GHARIB: An important warning to taxpayers from the IRS about a
sophisticated telephone fraud the agency is calling the biggest scam of its
kind ever. Callers claim to be with the IRS are targeting tax filers,
demanding immediate payment for overdue taxes. And a lot of people are
falling for it.

Hampton Pearson has more.

(BEGIN VIDEOTAPE)

HAMPTON PEARSON, NIGHTLY BUSINESS REPORT CORRESPONDENT (voice-over):
With the April 15th tax deadline a little more than three weeks away, both
the IRS and the top Treasury Department troubleshooter are warning
taxpayers about what they say is the largest ever telephone fraud scam.

More than 20,000 taxpayers in nearly every state in the country have
collectively paid over $1 million to telephone scammers and con artists in
recent months. Individuals claiming to be IRS agents on the phone
demanding debit card payments or a wire transfer. The scammers threaten
their victims with arrests, deportation, or loss of their driver`s license
if they refuse to pay.

The IRS says its first contact with people about unpaid taxes is
usually by mail, not the telephone. And no one from the IRS asks for
payment using a prepaid debit card, wire transfer and the agency does not
take credit card numbers over the phone. If you owe taxes or think you may
owe federal taxes, hang up and call the IRS at 800-829-1040.

(END VIDEOTAPE)

PEARSON: And this is the second time in the last six months the IRS
has put out an alert about this particular telephone scam, which as we said
has gone nationwide.

GHARIB: Hampton, this is really surprising. It just astounds me that
people are buying into this. What are the tricks that these scammers are
using? They`re obviously very persuasive and convincing that it really is
the IRS that`s calling.

PEARSON: Well, these telephone con artists are intimidating their
potential victims by using fake IRS badge numbers. Sometimes, Susie,
believe it or not, they even have gotten ahold of the last four digits of
some of the victims` Social Security numbers and also using caller ID phone
numbers that look pretty authentic.

MATHISEN: Any red flags on these calls, Hampt?

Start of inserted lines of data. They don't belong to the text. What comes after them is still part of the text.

//! Merge-conflict marker parsing and resolution

use strum_macros::{Display, EnumString};

const OURS_MARKER: &str = "<<<<<<< ";
const BASE_MARKER: &str = "||||||| ";
const SEPARATOR: &str = "=======";
const THEIRS_MARKER: &str = ">>>>>>> ";

/// One `<<<<<<< ... >>>>>>>` block
#[derive(Debug, Clone, PartialEq, Eq)]
pub struct ConflictRegion {
    /// Zero-based line index of the opening marker
    pub start_line: usize,
    pub ours: Vec<String>,
    pub theirs: Vec<String>,
}

/// A file with unresolved merge conflicts
#[derive(Debug, Clone, PartialEq, Eq)]
pub struct ConflictFile {
    pub path: String,
    pub regions: Vec<ConflictRegion>,
    pub resolved: bool,
}

impl ConflictFile {
    pub fn new(path: impl Into<String>, regions: Vec<ConflictRegion>) -> Self {
        Self {
            path: path.into(),
            regions,
            resolved: false,
        }
    }
}

/// Which side of each region survives
#[derive(Debug, Clone, Copy, PartialEq, Eq, Display, EnumString)]
#[strum(serialize_all = "lowercase")]
pub enum ResolutionStrategy {
    Ours,
    Theirs,
    Both,
}

#[derive(Clone, Copy, PartialEq, Eq)]
enum Section {
    Outside,
    Ours,
    Base,
    Theirs,
}

/// Find all conflict regions in `content`.
///
/// An opening marker without a matching closing marker is ignored.
pub fn parse_markers(content: &str) -> Vec<ConflictRegion> {
    let mut regions = Vec::new();
    let mut section = Section::Outside;
    let mut start_line = 0;
    let mut ours = Vec::new();
    let mut theirs = Vec::new();

    for (index, line) in content.lines().enumerate() {
        match section {
            _ if line.starts_with(OURS_MARKER) => {
                section = Section::Ours;
                start_line = index;
                ours.clear();
                theirs.clear();
            }
            Section::Outside => {}
            Section::Ours | Section::Base if line.starts_with(SEPARATOR) => {
                section = Section::Theirs;
            }
            Section::Ours if line.starts_with(BASE_MARKER) => section = Section::Base,
            Section::Ours => ours.push(line.to_string()),
            Section::Base => {}
            Section::Theirs if line.starts_with(THEIRS_MARKER) => {
                regions.push(ConflictRegion {
                    start_line,
                    ours: std::mem::take(&mut ours),
                    theirs: std::mem::take(&mut theirs),
                });
                section = Section::Outside;
            }
            Section::Theirs => theirs.push(line.to_string()),
        }
    }

    regions
}

/// Rewrite `content` with every conflict region replaced according to `strategy`.
///
/// Text outside the regions is preserved byte for byte, and every kept line
/// keeps its own terminator, so CRLF files stay CRLF.
pub fn resolve(content: &str, strategy: ResolutionStrategy) -> String {
    let mut output = String::with_capacity(content.len());
    let mut pending: Vec<&str> = Vec::new();
    let mut section = Section::Outside;
    let mut ours: Vec<&str> = Vec::new();
    let mut theirs: Vec<&str> = Vec::new();

    for line in content.split_inclusive('\n') {
        match section {
            Section::Outside if line.starts_with(OURS_MARKER) => {
                section = Section::Ours;
                pending.clear();
                pending.push(line);
                ours.clear();
                theirs.clear();
            }
            Section::Outside => output.push_str(line),
            _ if line.starts_with(OURS_MARKER) => {
                // Nested opener: flush the unterminated block as-is
                output.extend(pending.drain(..));
                pending.push(line);
                section = Section::Ours;
                ours.clear();
                theirs.clear();
            }
            Section::Ours | Section::Base if line.starts_with(SEPARATOR) => {
                pending.push(line);
                section = Section::Theirs;
            }
            Section::Ours if line.starts_with(BASE_MARKER) => {
                pending.push(line);
                section = Section::Base;
            }
            Section::Ours => {
                pending.push(line);
                ours.push(line);
            }
            Section::Base => pending.push(line),
            Section::Theirs if line.starts_with(THEIRS_MARKER) => {
                match strategy {
                    ResolutionStrategy::Ours => output.extend(ours.drain(..)),
                    ResolutionStrategy::Theirs => output.extend(theirs.drain(..)),
                    ResolutionStrategy::Both => {
                        output.extend(ours.drain(..));
                        output.extend(theirs.drain(..));
                    }
                }
                pending.clear();
                section = Section::Outside;
                if !line.ends_with('\n') {
                    trim_line_ending(&mut output);
                }
            }
            Section::Theirs => {
                pending.push(line);
                theirs.push(line);
            }
        }
    }
    output.extend(pending.drain(..));
    output
}

/// Drop one trailing `\n` or `\r\n`
fn trim_line_ending(text: &mut String) {
    if text.ends_with('\n') {
        text.pop();
        if text.ends_with('\r') {
            text.pop();
        }
    }
}

/// True iff there is at least one conflicted file and every one is resolved
pub fn all_resolved(files: &[ConflictFile]) -> bool {
    !files.is_empty() && files.iter().all(|file| file.resolved)
}

#[cfg(test)]
mod tests {
    use super::*;

    const CONFLICTED: &str = "\
fn main() {
<<<<<<< HEAD
    println!(\"ours\");
=======
    println!(\"theirs\");
    println!(\"more theirs\");
>>>>>>> feature
}
";

    #[test]
    fn test_parse_single_region() {
        let regions = parse_markers(CONFLICTED);
        assert_eq!(regions.len(), 1);
        assert_eq!(regions[0].start_line, 1);
        assert_eq!(regions[0].ours, vec!["    println!(\"ours\");"]);
        assert_eq!(regions[0].theirs.len(), 2);
    }

    #[test]
    fn test_resolve_each_strategy() {
        assert_eq!(
            resolve(CONFLICTED, ResolutionStrategy::Ours),
            "fn main() {\n    println!(\"ours\");\n}\n"
        );
        assert_eq!(
            resolve(CONFLICTED, ResolutionStrategy::Theirs),
            "fn main() {\n    println!(\"theirs\");\n    println!(\"more theirs\");\n}\n"
        );
        let both = resolve(CONFLICTED, ResolutionStrategy::Both);
        assert!(both.contains("ours") && both.contains("more theirs"));
        assert!(parse_markers(&both).is_empty());
    }

    #[test]
    fn test_diff3_base_section_is_dropped() {
        let content = "<<<<<<< HEAD\na\n||||||| base\nold\n=======\nb\n>>>>>>> other\n";
        let regions = parse_markers(content);
        assert_eq!(regions[0].ours, vec!["a"]);
        assert_eq!(regions[0].theirs, vec!["b"]);
        assert_eq!(resolve(content, ResolutionStrategy::Both), "a\nb\n");
    }

    #[test]
    fn test_resolve_keeps_crlf_line_endings() {
        let content = "a\r\n<<<<<<< HEAD\r\nx\r\n=======\r\ny\r\n>>>>>>> b\r\nz\r\n";
        assert_eq!(resolve(content, ResolutionStrategy::Ours), "a\r\nx\r\nz\r\n");
        assert_eq!(resolve(content, ResolutionStrategy::Both), "a\r\nx\r\ny\r\nz\r\n");
        assert_eq!(parse_markers(content)[0].theirs, vec!["y"]);
    }

    #[test]
    fn test_region_at_end_without_newline() {
        let content = "a\n<<<<<<< HEAD\nx\n=======\ny\n>>>>>>> b";
        assert_eq!(resolve(content, ResolutionStrategy::Theirs), "a\ny");
    }

    #[test]
    fn test_unterminated_region_is_left_alone() {
        let content = "x\n<<<<<<< HEAD\ny\n";
        assert!(parse_markers(content).is_empty());
        assert_eq!(resolve(content, ResolutionStrategy::Ours), content);
    }

    #[test]
    fn test_all_resolved_requires_non_empty_list() {
        assert!(!all_resolved(&[]));

        let mut file = ConflictFile::new("a.rs", parse_markers(CONFLICTED));
        assert!(!all_resolved(std::slice::from_ref(&file)));

        file.resolved = true;
        assert!(all_resolved(&[file]));
    }
}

PEARSON: Well, one other final reminder from the IRS, they say their
employees will never request personal or financial information by e-mail,
text or any kind of social media.

GHARIB: All right. Hampton Pearson, reporting from Washington,
thanks a lot, Hampton.

MATHISEN: Well, now to the latest type of identity breach you need to
know about — medical ID theft, including cyber attacks on all your medical
records and data from health care companies. It is a growing problem with
50 million reported data breaches each year.

Sheila Dharmarajan has more.

(BEGIN VIDEOTAPE)

SHEILA DHARMARAJAN, NIGHTLY BUSINESS REPORT CORRESPONDENT (voice-
over): It`s a classic case of identity theft with medical twist. This
cyber thieves target billing and insurance records because your Social
Security number, address and credit card info are all in one place.

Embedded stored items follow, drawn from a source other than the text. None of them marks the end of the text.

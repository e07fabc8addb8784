// only run this test on Linux
#![cfg(target_os = "linux")]
use anyhow::Result;
use git_scribe::git::GitError;
use git_scribe::git::hooks::{self, HOOK_MARKER, HookChange};
use std::fs;

use test_utils::{GitTestHelper, setup_git_repo};

#[test]
fn test_install_then_uninstall() -> Result<()> {
    let (_temp_dir, git_repo) = setup_git_repo();
    let hook_path = git_repo.hook_path();

    assert_eq!(hooks::install(&hook_path)?, HookChange::Installed);
    assert!(fs::read_to_string(&hook_path)?.contains(HOOK_MARKER));
    assert_eq!(hooks::install(&hook_path)?, HookChange::Replaced);

    assert_eq!(hooks::uninstall(&hook_path)?, HookChange::Removed);
    assert!(!hook_path.exists());
    assert_eq!(hooks::uninstall(&hook_path)?, HookChange::Unchanged);
    Ok(())
}

#[test]
fn test_foreign_hook_is_never_touched() -> Result<()> {
    let (_temp_dir, git_repo) = setup_git_repo();
    let hook_path = git_repo.hook_path();
    fs::create_dir_all(hook_path.parent().expect("Hook path has a parent"))?;
    fs::write(&hook_path, "#!/bin/sh\nexit 0\n")?;

    let err = hooks::install(&hook_path).expect_err("Foreign hook must not be replaced");
    assert!(matches!(err, GitError::ForeignHook(_)));
    let err = hooks::uninstall(&hook_path).expect_err("Foreign hook must not be removed");
    assert!(matches!(err, GitError::ForeignHook(_)));

    assert_eq!(fs::read_to_string(&hook_path)?, "#!/bin/sh\nexit 0\n");
    Ok(())
}

#[test]
fn test_installed_hook_gates_commits() -> Result<()> {
    let (temp_dir, git_repo) = setup_git_repo();
    let helper = GitTestHelper::new(&temp_dir);
    hooks::install(&git_repo.hook_path())?;

    helper.create_and_stage_file("feature.rs", "pub fn feature() {}\n")?;
    assert!(helper.git(&["commit", "-m", "added a feature"]).is_err());

    helper.git(&["commit", "-m", "feat(core): add feature module"])?;
    assert_eq!(
        helper.subjects(1)?,
        vec!["feat(core): add feature module".to_string()]
    );
    Ok(())
}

According to a recent study by the Ponemon Institute, cyber criminal
attacks on health care organizations like hospitals and clinics are up 100
percent in the past three years and are costing the industry more than $5.5
billion a year.

ROBERT GREGG, ID EXPERTS CEO: What we find in the marketplace is a
financial identity can be worth $5 to $10 if you have all the information.
A medical identity can be 5 to 10 times that amount just because how easy
it is to monetize that information once the bad guys get it.

DHARMARAJAN: Last year, 40 percent of health care organizations
reported a criminal data attack, for a total of an estimated 50 million
breaches across the country.

(on camera): And health care professionals that participated in the
survey expect that under the Affordable Care Act, patient security risk
will be increased as even more information is exchanged between the
government and providers.

(voice-over): An alarming 88 percent of organizations report allowing
their employees to use their personal smart phones and tablets to access
confidential information, including your medical records.

Experts say the industry is unprepared for the increase in mobile
access.

GREGG: Health care is substantially behind the financial services
industry in terms of protecting identities, and it`s particularly
concerning because these are the most vulnerable identities we`re looking
at.

DHARMARAJAN: Recognizing flaws in the system is the first step to
preventing breaches say analysts. And as hospitals continue to ramp up
security measures, they are reporting an increased confidence in their
ability to detect future threats. In the meantime, the recently formed
health information trust alliance, in conjunction with the U.S. Department
of Health and Human Services, announced last week it will conduct monthly
cyber threat briefings to help health care organizations prepare for and
respond to security breaches.

IT security firms like publicly-traded Palo Alto Network and Imperva
also provide services tailored for health care companies, all with the hope
of delivering a dose of protection for patients.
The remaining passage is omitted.